The US defense secretary says there is ‘no such thing as a no-fly zone light’
FILE PHOTO: Silhouettes of Russian Sukhoi Su-27 fighter jets. © Getty Images / javarman3
Pentagon chief Lloyd Austin said a no-fly zone over Ukraine remains off the table, explaining that the move would mean direct confrontation between US and Russian fighter jets and likely a hot war with Moscow.
Asked about Ukrainian President Volodymyr Zelensky’s repeated calls on Western powers to take control of his country’s airspace to repel a Russian attack, Austin said the Joe Biden administration would not take up the request, citing the risk for escalation.

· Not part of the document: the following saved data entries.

//! # fetchwatch
//!
//! Embeddable poll-and-download library for remote file listings.
//!
//! fetchwatch periodically polls a remote location for newly available
//! files, extracts candidate references from whatever the location returns
//! (HTML, JSON, or plain text), filters them against supported types and
//! previously seen records, and downloads the new ones with retry/backoff
//! and two independent deduplication strategies: by source URL and by
//! SHA-256 content digest.
//!
//! ## Design Philosophy
//!
//! - **Library-first** - No CLI or UI, purely a Rust crate for embedding
//! - **Durable by default** - Every record mutation commits before returning
//! - **Event-driven** - Consumers subscribe to events, no polling required
//! - **Self-healing** - A corrupt store is moved aside, never a crash
//!
//! ## Quick Start
//!
//! ```no_run
//! use fetchwatch::{Config, FetchWatch};
//!
//! #[tokio::main]
//! async fn main() -> Result<(), Box<dyn std::error::Error>> {
//!     let mut config = Config::default();
//!     config.monitor.monitor_url = Some("https://example.com/files/".to_string());
//!
//!     let watch = FetchWatch::new(config).await?;
//!
//!     // Subscribe to events
//!     let mut events = watch.subscribe();
//!     tokio::spawn(async move {
//!         while let Ok(event) = events.recv().await {
//!             println!("Event: {:?}", event);
//!         }
//!     });
//!
//!     // Poll until SIGTERM/SIGINT
//!     watch.monitor().start();
//!     fetchwatch::run_with_shutdown(watch).await?;
//!
//!     Ok(())
//! }
//! ```

#![warn(missing_docs)]
#![warn(clippy::all)]
#![warn(clippy::unwrap_used)]
#![warn(clippy::expect_used)]

/// Configuration types
pub mod config;
/// Record store persistence layer
pub mod db;
/// Error types
pub mod error;
/// Multi-format link extraction
pub mod extractor;
/// Download executor
pub mod fetcher;
/// Poll loop and lifecycle
pub mod monitor;
/// Retry policy with exponential backoff
pub mod retry;
/// Core types and events
pub mod types;
/// Utility functions
pub mod utils;

// Re-export commonly used types
pub use config::Config;
pub use db::Database;
pub use error::{Error, FetchError, Result, StoreError};
pub use extractor::{ContentKind, LinkExtractor};
pub use fetcher::{FetchOptions, Fetcher};
pub use monitor::{MIN_POLL_INTERVAL, Monitor};
pub use types::{
    BatchOutcome, CheckReport, Event, FileRecord, MonitorStatus, Outcome, RecordId, RetrySummary,
    SkipReason, Statistics, Status, VerifyResult,
};

use std::sync::Arc;
use tokio::sync::broadcast;

/// Capacity of the event broadcast channel; slow subscribers lag, they
/// never block the pipeline
const EVENT_CHANNEL_CAPACITY: usize = 256;

/// The wired-together pipeline: record store, download executor, poll loop
///
/// Components are explicit long-lived instances created at startup and
/// shared by reference, so tests can construct them in isolation while
/// embedders get a single handle.
pub struct FetchWatch {
    db: Arc<Database>,
    fetcher: Arc<Fetcher>,
    monitor: Arc<Monitor>,
    events: broadcast::Sender<Event>,
}

impl FetchWatch {
    /// Open the store and wire up the executor and poll loop
    ///
    /// # Errors
    /// Returns an error if the store cannot be opened even after
    /// self-healing, or if an HTTP client cannot be created.
    pub async fn new(config: Config) -> Result<Self> {
        let db = Arc::new(Database::open(config.db_path()).await?);
        let (events, _) = broadcast::channel(EVENT_CHANNEL_CAPACITY);
        let fetcher = Arc::new(Fetcher::new(db.clone(), &config, events.clone())?);
        let monitor = Monitor::new(db.clone(), fetcher.clone(), &config, events.clone())?;

        Ok(Self {
            db,
            fetcher,
            monitor,
            events,
        })
    }

    /// Subscribe to pipeline events
    pub fn subscribe(&self) -> broadcast::Receiver<Event> {
        self.events.subscribe()
    }

    /// The record store
    pub fn store(&self) -> &Arc<Database> {
        &self.db
    }

    /// The download executor
    pub fn fetcher(&self) -> &Arc<Fetcher> {
        &self.fetcher
    }

    /// The poll loop
    pub fn monitor(&self) -> &Arc<Monitor> {
        &self.monitor
    }

    /// Stop the poll loop and flush the store
    pub async fn shutdown(&self) -> Result<()> {
        self.monitor.stop().await;
        self.db.close().await;
        Ok(())
    }
}

/// Helper function to run the pipeline with graceful signal handling.
///
/// Waits for a termination signal and then calls [`FetchWatch::shutdown`].
///
/// - **Unix:** listens for SIGTERM and SIGINT, with fallbacks if signal registration fails.
/// - **Windows/other:** listens for Ctrl+C via `tokio::signal::ctrl_c()`.
pub async fn run_with_shutdown(watch: FetchWatch) -> Result<()> {
    wait_for_signal().await;
    watch.shutdown().await
}

#[cfg(unix)]
async fn wait_for_signal() {
    use tokio::signal::unix::{SignalKind, signal};

    // Set up signal handlers - these may fail in restricted environments (containers, tests)
    let sigterm_result = signal(SignalKind::terminate());
    let sigint_result = signal(SignalKind::interrupt());

    match (sigterm_result, sigint_result) {
        (Ok(mut sigterm), Ok(mut sigint)) => {
            tokio::select! {
                _ = sigterm.recv() => {
                    tracing::info!("Received SIGTERM signal");
                }
                _ = sigint.recv() => {
                    tracing::info!("Received SIGINT signal (Ctrl+C)");
                }
            }
        }
        (Err(e), _) => {
            tracing::warn!(error = %e, "Could not register SIGTERM handler, waiting for SIGINT only");
            if let Ok(mut sigint) = signal(SignalKind::interrupt()) {
                sigint.recv().await;
                tracing::info!("Received SIGINT signal (Ctrl+C)");
            } else {
                tracing::error!("Could not register any signal handlers, using ctrl_c fallback");
                tokio::signal::ctrl_c().await.ok();
            }
        }
        (_, Err(e)) => {
            tracing::warn!(error = %e, "Could not register SIGINT handler, waiting for SIGTERM only");
            if let Ok(mut sigterm) = signal(SignalKind::terminate()) {
                sigterm.recv().await;
                tracing::info!("Received SIGTERM signal");
            } else {
                tracing::error!("Could not register any signal handlers, using ctrl_c fallback");
                tokio::signal::ctrl_c().await.ok();
            }
        }
    }
}

#[cfg(not(unix))]
async fn wait_for_signal() {
    match tokio::signal::ctrl_c().await {
        Ok(()) => {
            tracing::info!("Received Ctrl+C signal");
        }
        Err(e) => {
            tracing::error!(error = %e, "Failed to listen for Ctrl+C signal");
        }
    }
}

“Enforcing a no-fly zone actually means that you’re in combat, you’re in a fight with Russia. And that’s one of the things that we have said, that our president has said, that we weren’t going to do,” the defense secretary said.
Austin went on to note that while there are some “effective” means of defense against long-range missiles and artillery, a no-fly zone would be of little help against such weapons, namely when they are used from within Russian territory.
“The rockets are actually cruise missiles… that were fired from aerial platforms, I think you know that those were fired from actually inside of Russia, so a no-fly zone would not have prevented that activity,” he continued.
President Biden has been under increasing pressure to step up US aid to Kiev, having already sent hundreds of millions in arms and other military hardware prior to a new $800 million weapons package this week. The latest shipment includes 800 Stinger anti-aircraft systems – a newer addition to Ukraine’s arsenal – as well as thousands of tank-killing Javelin missiles.